== Task data ==
▼
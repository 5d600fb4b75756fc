//! Products API
//!
//! REST service for a product catalog stored as JSON files.
//!
//! ## Modules
//!
//! - `api`: route tables for `/api/products`, `/api/auth` and the root endpoints
//! - `config`: environment configuration
//! - `openapi`: combined OpenAPI document
//! - `state`: services shared by every router

pub mod api;
pub mod config;
pub mod openapi;
pub mod state;

use axum::Router;
use axum_helpers::create_router;

pub use config::Config;
pub use state::AppState;

/// Full application router with docs, fallback and middleware applied
pub fn app(state: &AppState) -> Router {
    create_router::<openapi::ApiDoc>(
        api::root_routes(state),
        api::routes(state),
        state.config.environment,
        &state.config.cors,
    )
}
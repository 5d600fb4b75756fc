//! OpenAPI documentation configuration

use utoipa::OpenApi;

/// Combined OpenAPI documentation for Products API
#[derive(OpenApi)]
#[openapi(
    info(
        title = "Products API",
        version = "0.1.0",
        description = "Product catalog API backed by JSON files, with API-key and JWT role authorization",
        license(name = "MIT")
    ),
    servers(
        (url = "http://localhost:3000", description = "Local development server")
    ),
    nest(
        (path = "/api/products", api = domain_products::ApiDoc),
        (path = "/api/auth", api = domain_users::ApiDoc)
    ),
    tags(
        (name = "Products", description = "Product management endpoints"),
        (name = "Auth", description = "Authentication endpoints")
    )
)]
pub struct ApiDoc;
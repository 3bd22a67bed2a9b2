// benches/amplitude_bench.rs

use criterion::{black_box, criterion_group, criterion_main, Criterion};
use rand::Rng;

use kmatrix_sim::prelude::*;

fn three_channel_tmatrix() -> TMatrix {
    let kmatrix = KMatrix::new(vec![
        Pole::new(5.3, vec![1.2, 0.5, 1.6]),
        Pole::new(4.2, vec![0.3, 1.0, -0.4]),
    ])
    .unwrap();
    let channels = vec![
        Channel::s_wave(1.1, 1.1),
        Channel::s_wave(2.2, 2.2),
        Channel::s_wave(1.3, 1.3),
    ];
    TMatrix::new(kmatrix, channels).unwrap()
}

fn benchmark_amplitude_evaluation(c: &mut Criterion) {
    let t = three_channel_tmatrix();
    let mut rng = rand::thread_rng();

    c.bench_function("phase_space_rho", |b| {
        let ch = Channel::s_wave(1.1, 1.1);
        b.iter(|| {
            let m = Complex64::new(rng.gen_range(2.3..6.0), 0.0);
            rho(black_box(&ch), m, DEFAULT_PHI).unwrap()
        });
    });

    c.bench_function("kmatrix_evaluate_3x3", |b| {
        b.iter(|| {
            let m = Complex64::new(rng.gen_range(2.3..6.0), 0.0);
            t.kmatrix().evaluate(black_box(m))
        });
    });

    c.bench_function("tmatrix_amplitude_3x3", |b| {
        b.iter(|| {
            let m = Complex64::new(rng.gen_range(4.5..5.2), 0.0);
            t.amplitude(black_box(m), DEFAULT_PHI).unwrap()
        });
    });

    c.bench_function("production_amplitude_3ch", |b| {
        let prod = ProductionAmplitude::new(
            &t,
            vec![Complex64::new(1.0, 0.2), Complex64::new(-0.4, 0.9)],
            vec![
                Complex64::new(0.1, 0.0),
                Complex64::new(0.0, 0.3),
                Complex64::new(0.2, -0.1),
            ],
        )
        .unwrap();
        b.iter(|| {
            let m = Complex64::new(rng.gen_range(4.5..5.2), 0.0);
            prod.amplitude(black_box(m), DEFAULT_PHI).unwrap()
        });
    });
}

criterion_group!(benches, benchmark_amplitude_evaluation);
criterion_main!(benches);
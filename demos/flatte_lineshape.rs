//! Single-pole lineshape demo: K-matrix vs Breit-Wigner.
//!
//! Plays the role of the notebook's slider + plot layer: builds an
//! a0(980)-like pole coupled to two channels, sweeps a mass grid, and
//! prints the two lineshapes side by side together with the width
//! estimated from the couplings.

use kmatrix_sim::prelude::*;

fn main() {
    println!("═══ Single-pole K-matrix lineshape vs Breit-Wigner ═══");
    println!();

    // a0(980)-like: one bare pole coupled to πη and K K̄.
    let channels = vec![Channel::s_wave(0.548, 0.135), Channel::s_wave(0.493, 0.497)];
    let pole = Pole::new(0.98, vec![0.6, 1.2]);
    let kmatrix = KMatrix::new(vec![pole.clone()]).unwrap();
    let tmatrix = TMatrix::new(kmatrix, channels.clone()).unwrap();

    let width = width_from_couplings(&pole, &channels, DEFAULT_PHI).unwrap();
    println!("bare pole mass     M  = {:.3} GeV", pole.mass);
    println!("coupling estimate  Γ₀ = {:.3} GeV", width);
    println!();

    println!("  m (GeV)   |T₀₀|²·2Reρ₀·m   |BW|²·2Reρ₀·m    det D");
    println!("  ───────   ──────────────   ─────────────    ─────");
    for &m in &mass_grid(0.75, 1.25, 26) {
        let mc = Complex64::new(m, 0.0);
        let xsec = cross_section(&tmatrix, 0, 0, m, DEFAULT_PHI).unwrap();
        let ps = 2.0 * rho(&channels[0], mc, DEFAULT_PHI).unwrap().re;
        let bw = breit_wigner(pole.mass, width, mc).norm_sqr() * ps * m;
        let det = tmatrix.det_d(mc, DEFAULT_PHI).unwrap();
        println!(
            "  {:.3}     {:>12.5}     {:>12.5}    {:.3}{:+.3}i",
            m, xsec, bw, det.re, det.im
        );
    }

    println!();
    println!("The K-matrix curve is distorted near the K K̄ threshold at");
    println!("{:.3} GeV — the Flatté effect a plain Breit-Wigner cannot show.",
        channels[1].threshold().re);
}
▲
== Assigned task ==
Having read the records above, print them out again exactly.

== Response to this exercise ==
repository 5d600fb4b75756fc
//! Products API
//!
//! REST service for a product catalog stored as JSON files.
//!
//! ## Modules
//!
//! - `api`: route tables for `/api/products`, `/api/auth` and the root endpoints
//! - `config`: environment configuration
//! - `openapi`: combined OpenAPI document
//! - `state`: services shared by every router

pub mod api;
pub mod config;
pub mod openapi;
pub mod state;

use axum::Router;
use axum_helpers::create_router;

pub use config::Config;
pub use state::AppState;

/// Full application router with docs, fallback and middleware applied
pub fn app(state: &AppState) -> Router {
    create_router::<openapi::ApiDoc>(
        api::root_routes(state),
        api::routes(state),
        state.config.environment,
        &state.config.cors,
    )
}
repository 5d600fb4b75756fc
//! OpenAPI documentation configuration

use utoipa::OpenApi;

/// Combined OpenAPI documentation for Products API
#[derive(OpenApi)]
#[openapi(
    info(
        title = "Products API",
        version = "0.1.0",
        description = "Product catalog API backed by JSON files, with API-key and JWT role authorization",
        license(name = "MIT")
    ),
    servers(
        (url = "http://localhost:3000", description = "Local development server")
    ),
    nest(
        (path = "/api/products", api = domain_products::ApiDoc),
        (path = "/api/auth", api = domain_users::ApiDoc)
    ),
    tags(
        (name = "Products", description = "Product management endpoints"),
        (name = "Auth", description = "Authentication endpoints")
    )
)]
pub struct ApiDoc;
repository 3bd22a67bed2a9b2
// benches/amplitude_bench.rs

use criterion::{black_box, criterion_group, criterion_main, Criterion};
use rand::Rng;

use kmatrix_sim::prelude::*;

fn three_channel_tmatrix() -> TMatrix {
    let kmatrix = KMatrix::new(vec![
        Pole::new(5.3, vec![1.2, 0.5, 1.6]),
        Pole::new(4.2, vec![0.3, 1.0, -0.4]),
    ])
    .unwrap();
    let channels = vec![
        Channel::s_wave(1.1, 1.1),
        Channel::s_wave(2.2, 2.2),
        Channel::s_wave(1.3, 1.3),
    ];
    TMatrix::new(kmatrix, channels).unwrap()
}

fn benchmark_amplitude_evaluation(c: &mut Criterion) {
    let t = three_channel_tmatrix();
    let mut rng = rand::thread_rng();

    c.bench_function("phase_space_rho", |b| {
        let ch = Channel::s_wave(1.1, 1.1);
        b.iter(|| {
            let m = Complex64::new(rng.gen_range(2.3..6.0), 0.0);
            rho(black_box(&ch), m, DEFAULT_PHI).unwrap()
        });
    });

    c.bench_function("kmatrix_evaluate_3x3", |b| {
        b.iter(|| {
            let m = Complex64::new(rng.gen_range(2.3..6.0), 0.0);
            t.kmatrix().evaluate(black_box(m))
        });
    });

    c.bench_function("tmatrix_amplitude_3x3", |b| {
        b.iter(|| {
            let m = Complex64::new(rng.gen_range(4.5..5.2), 0.0);
            t.amplitude(black_box(m), DEFAULT_PHI).unwrap()
        });
    });

    c.bench_function("production_amplitude_3ch", |b| {
        let prod = ProductionAmplitude::new(
            &t,
            vec![Complex64::new(1.0, 0.2), Complex64::new(-0.4, 0.9)],
            vec![
                Complex64::new(0.1, 0.0),
                Complex64::new(0.0, 0.3),
                Complex64::new(0.2, -0.1),
            ],
        )
        .unwrap();
        b.iter(|| {
            let m = Complex64::new(rng.gen_range(4.5..5.2), 0.0);
            prod.amplitude(black_box(m), DEFAULT_PHI).unwrap()
        });
    });
}

criterion_group!(benches, benchmark_amplitude_evaluation);
criterion_main!(benches);
filename demos/flatte_lineshape.rs
//! Single-pole lineshape demo: K-matrix vs Breit-Wigner.
//!
//! Plays the role of the notebook's slider + plot layer: builds an
//! a0(980)-like pole coupled to two channels, sweeps a mass grid, and
//! prints the two lineshapes side by side together with the width
//! estimated from the couplings.

use kmatrix_sim::prelude::*;

fn main() {
    println!("═══ Single-pole K-matrix lineshape vs Breit-Wigner ═══");
    println!();

    // a0(980)-like: one bare pole coupled to πη and K K̄.
    let channels = vec![Channel::s_wave(0.548, 0.135), Channel::s_wave(0.493, 0.497)];
    let pole = Pole::new(0.98, vec![0.6, 1.2]);
    let kmatrix = KMatrix::new(vec![pole.clone()]).unwrap();
    let tmatrix = TMatrix::new(kmatrix, channels.clone()).unwrap();

    let width = width_from_couplings(&pole, &channels, DEFAULT_PHI).unwrap();
    println!("bare pole mass     M  = {:.3} GeV", pole.mass);
    println!("coupling estimate  Γ₀ = {:.3} GeV", width);
    println!();

    println!("  m (GeV)   |T₀₀|²·2Reρ₀·m   |BW|²·2Reρ₀·m    det D");
    println!("  ───────   ──────────────   ─────────────    ─────");
    for &m in &mass_grid(0.75, 1.25, 26) {
        let mc = Complex64::new(m, 0.0);
        let xsec = cross_section(&tmatrix, 0, 0, m, DEFAULT_PHI).unwrap();
        let ps = 2.0 * rho(&channels[0], mc, DEFAULT_PHI).unwrap().re;
        let bw = breit_wigner(pole.mass, width, mc).norm_sqr() * ps * m;
        let det = tmatrix.det_d(mc, DEFAULT_PHI).unwrap();
        println!(
            "  {:.3}     {:>12.5}     {:>12.5}    {:.3}{:+.3}i",
            m, xsec, bw, det.re, det.im
        );
    }

    println!();
    println!("The K-matrix curve is distorted near the K K̄ threshold at");
    println!("{:.3} GeV — the Flatté effect a plain Breit-Wigner cannot show.",
        channels[1].threshold().re);
}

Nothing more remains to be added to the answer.